A 2010 study of bladder sling procedures by Z. Chen and colleagues published in Urologia analyzed the outcomes of 187 women who received bladder slings to treat stress urinary incontinence. Authors found that transobturator vaginal tape inside-out (TVT-O) and transobturator vaginal tape out-inside (TOT) are simpler techniques with fewer complications compared to tension-free vaginal tape (TVT).
Women who used TVT had an average hospital stay of five days versus about two days for the TOT group.
The complication rate in the study was:
- 15.6 percent for tension-free vaginal tape (TVT)
- 9.20 percent for transobturator vaginal tape inside-out (TVT-O)
- 8.90 percent for transobturator vaginal tape out-inside (TOT)
Complications from the procedures included discomfort with urinating, bleeding outside blood vessels and dysfunction of lower limbs. TVT was the only procedure associated with bladder perforation. Despite the complication rate, doctors found the slings safe.
“The three tension-free urethral suspension techniques have similar efficacy, all of them are safe and effective procedures for the treatment of female SUI,” authors wrote.
Bladder Sling Complications and Interstitial Cystitis
Some symptoms of bladder sling complications are similar to those of interstitial cystitis (IC), a painful bladder condition that affects millions of Americans. More women than men are likely to get the disease.
Common signs of IC that may overlap with bladder sling complications include: Pelvic and bladder pain, painful sexual intercourse and urinary urgency.
While treating urinary incontinence may involve implanting a mesh bladder sling, doctors typically treat IC with medications instead of surgery.

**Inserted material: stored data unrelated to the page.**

//! The visual capability layer
//!
//! This crate defines the capability contract every composable visual
//! component satisfies, together with the primitives needed to exercise it:
//! geometry values, a draw-op recorder, a plain leaf component, and the
//! adapters that pull a pre-existing text-layout surface into the contract.
//!
//! # Example
//!
//! ```rust
//! use micro_visual::{Canvas, Pane, Visual};
//!
//! let mut pane = Pane::new("hello");
//! let handle = pane.handle();
//!
//! let mut canvas = Canvas::new();
//! pane.draw(&mut canvas);
//! assert_eq!(canvas.ops(), ["pane(hello)"]);
//!
//! // Identity is independent of ownership: the handle keeps working
//! // no matter where the pane itself moves to.
//! handle.set_contents("updated").unwrap();
//! ```
//!
//! # Architecture
//!
//! The crate is organized into several key modules:
//!
//! - [`component`]: The [`Visual`] capability trait itself
//! - [`geometry`]: Coordinates, points and extents
//! - [`canvas`]: The ordered draw-op recorder components paint onto
//! - [`pane`]: The leaf component and its non-owning identity handle
//! - [`text`]: The pre-existing text-layout surface and its adapters
//! - [`manipulator`]: The opaque manipulation handle components produce
//!
//! # Adaptation
//!
//! The text machinery reports geometry as origin plus extent; the capability
//! surface wants a corner pair. [`text::OwnedTextAdapter`] embeds its adaptee
//! by value, [`text::SharedTextAdapter`] composes with any [`text::TextLayout`]
//! implementation behind an `Rc`. Both translate exactly and surface invalid
//! adaptee geometry as [`error::TranslationError`] instead of clamping it.
//!
//! # Error Handling
//!
//! The crate uses custom error types that implement `std::error::Error`:
//!
//! - [`error::VisualError`]: Top-level error type
//! - [`error::ConstructionError`]: Building a composed component with nothing to wrap
//! - [`error::TranslationError`]: Invalid adaptee geometry during translation
//!
//! # Limitations
//!
//! - Single-threaded by design: components are neither `Send` nor `Sync`
//! - No rasterization; a [`Canvas`] records ordered draw ops and nothing else

pub mod canvas;
pub mod component;
pub mod error;
pub mod geometry;
pub mod manipulator;
pub mod pane;
pub mod text;

pub use canvas::Canvas;
pub use component::Visual;
pub use error::{ConstructionError, StaleHandle, TranslationError, VisualError};
pub use geometry::{Coord, Extent, Point};
pub use manipulator::ManipulatorHandle;
pub use pane::{Pane, PaneRef};
//! Rendering command results in the selected output format

use miette::{IntoDiagnostic, Result};
use serde::Serialize;
use std::io::{self, Write};
use tabled::{builder::Builder, settings::Style};

use crate::cli::OutputFormat;

/// Rows with a header line, printable as a table, TSV or CSV
pub struct Table {
    headers: Vec<&'static str>,
    rows: Vec<Vec<String>>,
}

impl Table {
    pub fn new(headers: &[&'static str]) -> Self {
        Self {
            headers: headers.to_vec(),
            rows: Vec::new(),
        }
    }

    pub fn push(&mut self, row: Vec<String>) {
        self.rows.push(row);
    }

    pub fn len(&self) -> usize {
        self.rows.len()
    }

    pub fn is_empty(&self) -> bool {
        self.rows.is_empty()
    }

    pub fn render(&self, format: OutputFormat) -> Result<String> {
        match format {
            OutputFormat::Tsv => {
                let mut out = self.headers.join("\t");
                out.push('\n');
                for row in &self.rows {
                    out.push_str(&row.join("\t"));
                    out.push('\n');
                }
                Ok(out)
            }
            OutputFormat::Csv => {
                let mut writer = csv::Writer::from_writer(Vec::new());
                writer.write_record(&self.headers).into_diagnostic()?;
                for row in &self.rows {
                    writer.write_record(row).into_diagnostic()?;
                }
                let bytes = writer.into_inner().into_diagnostic()?;
                String::from_utf8(bytes).into_diagnostic()
            }
            _ => {
                let mut builder = Builder::default();
                builder.push_record(self.headers.iter().map(|h| h.to_string()));
                for row in &self.rows {
                    builder.push_record(row.iter().cloned());
                }
                let mut out = builder.build().with(Style::markdown()).to_string();
                out.push('\n');
                Ok(out)
            }
        }
    }
}

/// Serialize `value` for the JSON and YAML formats. Returns `false` for the
/// tabular formats so the caller renders its own view.
pub fn print_structured<T: Serialize>(format: OutputFormat, value: &T) -> Result<bool> {
    let text = match format {
        OutputFormat::Json => serde_json::to_string_pretty(value).into_diagnostic()?,
        OutputFormat::Yaml => serde_yml::to_string(value).into_diagnostic()?,
        _ => return Ok(false),
    };
    let mut stdout = io::stdout().lock();
    writeln!(stdout, "{}", text.trim_end()).into_diagnostic()?;
    Ok(true)
}

pub fn print_table(format: OutputFormat, table: &Table) -> Result<()> {
    let mut stdout = io::stdout().lock();
    write!(stdout, "{}", table.render(format)?).into_diagnostic()
}
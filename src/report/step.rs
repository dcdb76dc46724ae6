//! Inspection step identifiers

use serde::{Deserialize, Deserializer, Serialize, Serializer};
use std::fmt;
use std::str::FromStr;

/// An inspection step: `Step 3`, or a Step 5 sub-step such as `Step 5（2）`
#[derive(Debug, Clone, Copy, PartialEq, Eq, Hash)]
pub struct Step {
    number: u32,
    sub: Option<u32>,
}

impl Step {
    pub const fn new(number: u32) -> Self {
        Self { number, sub: None }
    }

    pub const fn sub(number: u32, sub: u32) -> Self {
        Self {
            number,
            sub: Some(sub),
        }
    }

    /// Default bucket for images nothing else matched
    pub const fn fallback() -> Self {
        Self::new(1)
    }

    pub fn number(&self) -> u32 {
        self.number
    }

    pub fn sub_number(&self) -> Option<u32> {
        self.sub
    }

    /// Label as written in the report, e.g. `Step 5（1）`
    pub fn label(&self) -> String {
        match self.sub {
            Some(sub) => format!("Step {}（{}）", self.number, sub),
            None => format!("Step {}", self.number),
        }
    }

    /// Ordering key: the label without `Step ` and without parentheses.
    ///
    /// Keys compare as strings, so `Step 10` sorts before `Step 2`.
    pub fn sort_key(&self) -> String {
        self.label()
            .replace("Step ", "")
            .replace(['（', '）', '(', ')'], "")
    }

    /// Steps that have their own row on the reference-pictures sheet
    pub fn is_displayed(&self) -> bool {
        match self.sub {
            None => (1..=4).contains(&self.number),
            Some(sub) => self.number == 5 && (1..=5).contains(&sub),
        }
    }

    /// Every step bucket the reference sheet shows, in display order
    pub fn display_buckets() -> Vec<Step> {
        (1..=4)
            .map(Step::new)
            .chain((1..=5).map(|sub| Step::sub(5, sub)))
            .collect()
    }
}

impl fmt::Display for Step {
    fn fmt(&self, f: &mut fmt::Formatter<'_>) -> fmt::Result {
        f.write_str(&self.label())
    }
}

impl FromStr for Step {
    type Err = String;

    fn from_str(s: &str) -> Result<Self, Self::Err> {
        let invalid = || format!("Invalid step: '{}'. Use e.g. 'Step 3' or 'Step 5(2)'", s);

        let normalized = s
            .trim()
            .replace(['（', '('], "(")
            .replace(['）', ')'], ")")
            .to_lowercase();
        let body = normalized
            .strip_prefix("step")
            .unwrap_or(&normalized)
            .trim_start_matches([' ', '_']);

        let (number, sub) = match body.split_once('(') {
            Some((number, rest)) => {
                let sub = rest.strip_suffix(')').ok_or_else(invalid)?;
                (number.trim(), Some(sub.trim()))
            }
            None => (body.trim(), None),
        };

        let number: u32 = number.parse().map_err(|_| invalid())?;
        let sub = match sub {
            Some(sub) => Some(sub.parse::<u32>().map_err(|_| invalid())?),
            None => None,
        };
        if number == 0 || sub == Some(0) {
            return Err(invalid());
        }

        Ok(Self { number, sub })
    }
}

impl Serialize for Step {
    fn serialize<S: Serializer>(&self, serializer: S) -> Result<S::Ok, S::Error> {
        serializer.serialize_str(&self.label())
    }
}

impl<'de> Deserialize<'de> for Step {
    fn deserialize<D: Deserializer<'de>>(deserializer: D) -> Result<Self, D::Error> {
        let s = String::deserialize(deserializer)?;
        s.parse().map_err(serde::de::Error::custom)
    }
}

But these medications have their own side effects.
Elmiron (pentosan polysulfatesodium) is the only FDA-approved oral medication to treat the pain and discomfort of IC in the United States. Some recent studies have linked Elmiron to a degenerative vision condition called pigmentary maculopathy.
Persistent pelvic pain that masquerades as IC could be caused by a type of nerve entrapment called pudendal neuralgia. One of the most common causes of pudendal neuralgia is pelvic surgery, such as mesh surgery to repair pelvic organ prolapse or bladder sling surgery.
The incidence goes up if the mesh is problematic and needs to be removed.
“Pudendal nerve compression should always be taken into account when examining and treating patients with symptoms of IC/BPS,” according to Drs. Andreas Gohritz and Arnold Lee Dellon.
Women who have been diagnosed with IC after having bladder sling surgery should speak with their doctor about the potential of pudendal nerve entrapment related to their mesh surgery.